The Shawnee council has officially hired an architect and owner’s representative for a proposed community center near 60th Terrace and Woodland Drive. Some councilmembers considered these steps to signal the city’s clear intention to move toward a public vote on the project.
The council at its Monday meeting approved 5-1 both of staff’s recommendations on the project. The first was to hire Perkins + Will for $99,000 to provide architectural services in designing a community center. Perkins + Will, which provided initial concepts for the council to view in August, will design a community center within the scope of a $34.7 million budget.
The second was to hire Project Advocates for $415,000 to be the city’s owner’s representative for phases 1 and 2 of the project. Broken up, Advocates’ services will cost $73,000 for phase 1 pre-construction and, contingent upon ballot approval by Shawnee voters, $342,000 for final design and construction.
Councilmember Mike Kemmling cast the single dissenting votes for both action items. There was no discussion from the council or any public comment on the votes. Councilmember Mickey Sandifer was absent.
“While the official action this evening is limited to the approval of architectural services and an owner’s representative, tonight, in my opinion, is about so much more,” said councilmember Stephanie Meyer. “Tonight, we are affirming to our residents our intention to move forward towards a public vote for a community center at 60th and Woodland.
“Tonight, we are affirming that their voices have been heard and that we intend to provide them the opportunity to weigh in on this issue very soon. If that is not our intention, then the city should invest no further resources towards that end, as I believe that would be misleading and irresponsible.”
The council will consider a $75,000 contract for construction manager services at its Nov. 13 meeting.
The Johnson County Election Office estimated a mail-in ballot initiative will cost about $95,665, mostly for postage but also for staff time to count ballots and certify the results. The election office based its estimate on a 30 percent voter participation. Other public entities that have recently had mail-in ballot elections have indicated that the election office’s estimate “has been higher than originally estimated,” so city staff anticipates election costs could be “substantially lower than estimated,” according to an Oct. 22 city memo.
Councilmembers Meyer, Constance reaffirm positive feedback from residents
Meyer said 79 residents have recently written to the city showing their support in moving forward with the community center project, while three have written their opposition.

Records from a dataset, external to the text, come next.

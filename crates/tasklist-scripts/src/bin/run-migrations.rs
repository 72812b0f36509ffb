//! Applies pending SQL migrations.
//!
//! Exits 0 when every pending migration applied (or none were pending), 1 on
//! the first failure.

use std::process::ExitCode;

fn main() -> ExitCode {
    let config = match tasklist_scripts::init_script() {
        Ok(config) => config,
        Err(err) => {
            eprintln!("failed to load configuration: {err}");
            return ExitCode::FAILURE;
        }
    };

    tasklist_scripts::migrate::run(&config).into()
}
//! Error types for the connection manager.

use thiserror::Error;

/// Errors raised by [`ConnectionManager`](crate::ConnectionManager) operations.
#[derive(Debug, Error)]
pub enum DbError {
    /// The connection string was empty.
    #[error("database connection string is empty")]
    EmptyUrl,

    /// The connection string uses a scheme other than SQLite.
    #[error("unsupported database scheme '{0}', expected a sqlite location")]
    UnsupportedScheme(String),

    /// No connection could be checked out of the pool before the timeout.
    #[error("failed to acquire database connection: {source}")]
    Connect {
        /// The pool's timeout error.
        source: r2d2::Error,
        /// Code of the last failed connection attempt, if SQLite reported one.
        last_code: Option<rusqlite::ErrorCode>,
    },

    /// A statement failed inside SQLite.
    #[error("database error: {0}")]
    Sqlite(#[from] rusqlite::Error),
}

impl DbError {
    /// Returns the SQLite error code reported by the client, if any.
    ///
    /// For pool timeouts this is the code of the last failed connection attempt.
    pub fn code(&self) -> Option<rusqlite::ErrorCode> {
        match self {
            Self::Sqlite(err) => err.sqlite_error_code(),
            Self::Connect { last_code, .. } => *last_code,
            Self::EmptyUrl | Self::UnsupportedScheme(_) => None,
        }
    }

    /// Whether this error means the database itself could not be reached,
    /// as opposed to a statement failing on a live connection.
    pub fn is_connectivity(&self) -> bool {
        match self {
            Self::EmptyUrl | Self::UnsupportedScheme(_) | Self::Connect { .. } => true,
            Self::Sqlite(_) => matches!(
                self.code(),
                Some(
                    rusqlite::ErrorCode::CannotOpen
                        | rusqlite::ErrorCode::NotADatabase
                        | rusqlite::ErrorCode::PermissionDenied
                )
            ),
        }
    }
}

#[cfg(test)]
mod tests {
    use super::*;

    #[test]
    fn classifies_configuration_errors_as_connectivity() {
        assert!(DbError::EmptyUrl.is_connectivity());
        assert!(DbError::UnsupportedScheme("postgres".into()).is_connectivity());
    }

    #[test]
    fn statement_errors_are_not_connectivity() {
        let conn = rusqlite::Connection::open_in_memory().expect("should open in-memory db");
        let err = conn
            .execute_batch("SELECT * FROM missing_table;")
            .map_err(DbError::from)
            .expect_err("query on missing table should fail");

        assert_eq!(err.code(), Some(rusqlite::ErrorCode::Unknown));
        assert!(!err.is_connectivity());
    }
}
/// Applies every pending migration in `dir`.
///
/// Files already in the ledger are skipped. The first failure stops the run:
/// files applied before it stay applied, later files are not attempted.
///
/// # Errors
///
/// Returns `MigrationError` if the ledger cannot be accessed, the directory
/// or a file cannot be read, or a migration fails to execute.
pub fn run_migrations(
    manager: &ConnectionManager,
    dir: &Path,
) -> Result<MigrationReport, MigrationError> {
    manager.exec(LEDGER_DDL).map_err(MigrationError::Ledger)?;

    let files = discover_migrations(dir)?;
    let mut report = MigrationReport::default();

    if files.is_empty() {
        tracing::info!(dir = %dir.display(), "no migration files found");
        return Ok(report);
    }

    let executed: HashSet<String> = manager
        .query("SELECT filename FROM migrations", [])
        .map_err(MigrationError::Ledger)?
        .rows
        .iter()
        .filter_map(|row| row.get_text("filename").map(str::to_owned))
        .collect();

    for file in files {
        if executed.contains(&file.filename) {
            tracing::info!(migration = %file.filename, "skipping migration, already executed");
            report.skipped.push(file.filename);
            continue;
        }

        tracing::info!(migration = %file.filename, "running migration");

        let sql = fs::read_to_string(&file.path).map_err(|source| MigrationError::Read {
            path: file.path.clone(),
            source,
        })?;

        if let Err(err) = apply(manager, &file.filename, &sql) {
            tracing::error!(migration = %file.filename, error = %err, "migration failed");
            return Err(err);
        }

        tracing::info!(migration = %file.filename, "migration completed");
        report.applied.push(file.filename);
    }

    if report.is_up_to_date() {
        tracing::info!("all migrations are up to date");
    } else {
        tracing::info!(count = report.applied_count(), "applied migrations");
    }

    Ok(report)
}

/// Returns the ledger contents in application order.
///
/// # Errors
///
/// Returns `MigrationError::Ledger` if the ledger cannot be read.
pub fn applied_migrations(
    manager: &ConnectionManager,
) -> Result<Vec<MigrationRecord>, MigrationError> {
    manager.exec(LEDGER_DDL).map_err(MigrationError::Ledger)?;

    let result = manager
        .query("SELECT filename, executed_at FROM migrations ORDER BY id", [])
        .map_err(MigrationError::Ledger)?;

    Ok(result
        .rows
        .iter()
        .filter_map(|row| {
            Some(MigrationRecord {
                filename: row.get_text("filename")?.to_string(),
                executed_at: row.get_text("executed_at")?.to_string(),
            })
        })
        .collect())
}

const RECORD_SQL: &str = "INSERT INTO migrations (filename) VALUES (?1)";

“This is an unprecedented response in my time, and I truly believe it is just the tip of the iceberg,” she said, adding that many residents who use community centers in other cities are “ready to bring those dollars home.”
Meyer cited the city’s healthy finances and economic growth as other positive signs to build a community center now. In the city’s budget, 8 percent or $6.3 million is spent on parks and recreation, which is “well behind our peer cities.” She said Shawnee is the last major city in the Kansas City metro area without a community center.
Meyer urged her fellow councilmembers not to delay the project any further, because the project inflation could add tens of thousands of dollars in additional construction expenses.
Councilmember Lindsey Constance said the city has already invested time and resources to find out if residents want a community center. She’s received “overwhelming support” from residents over the weekend leading up to the meeting.
Constance also addressed concerns from homeowners who may feel that the community center will be “too much of a financial burden” because of the increased property taxes that would be needed to fund it. She said a Shawnee resident owning a $150,000 home would see a monthly tax increase of $7.19.
“I’m not even sure you can purchase a meal at McDonald’s for $7.19,” Constance said, “and I feel like having a community center and an opportunity for kids and families to be active is really going to bring a lot of benefit.”
Constance added that she would like to find ways for “truly underprivileged” residents to afford to participate, such as seeking grants like the Community Development Block Grant.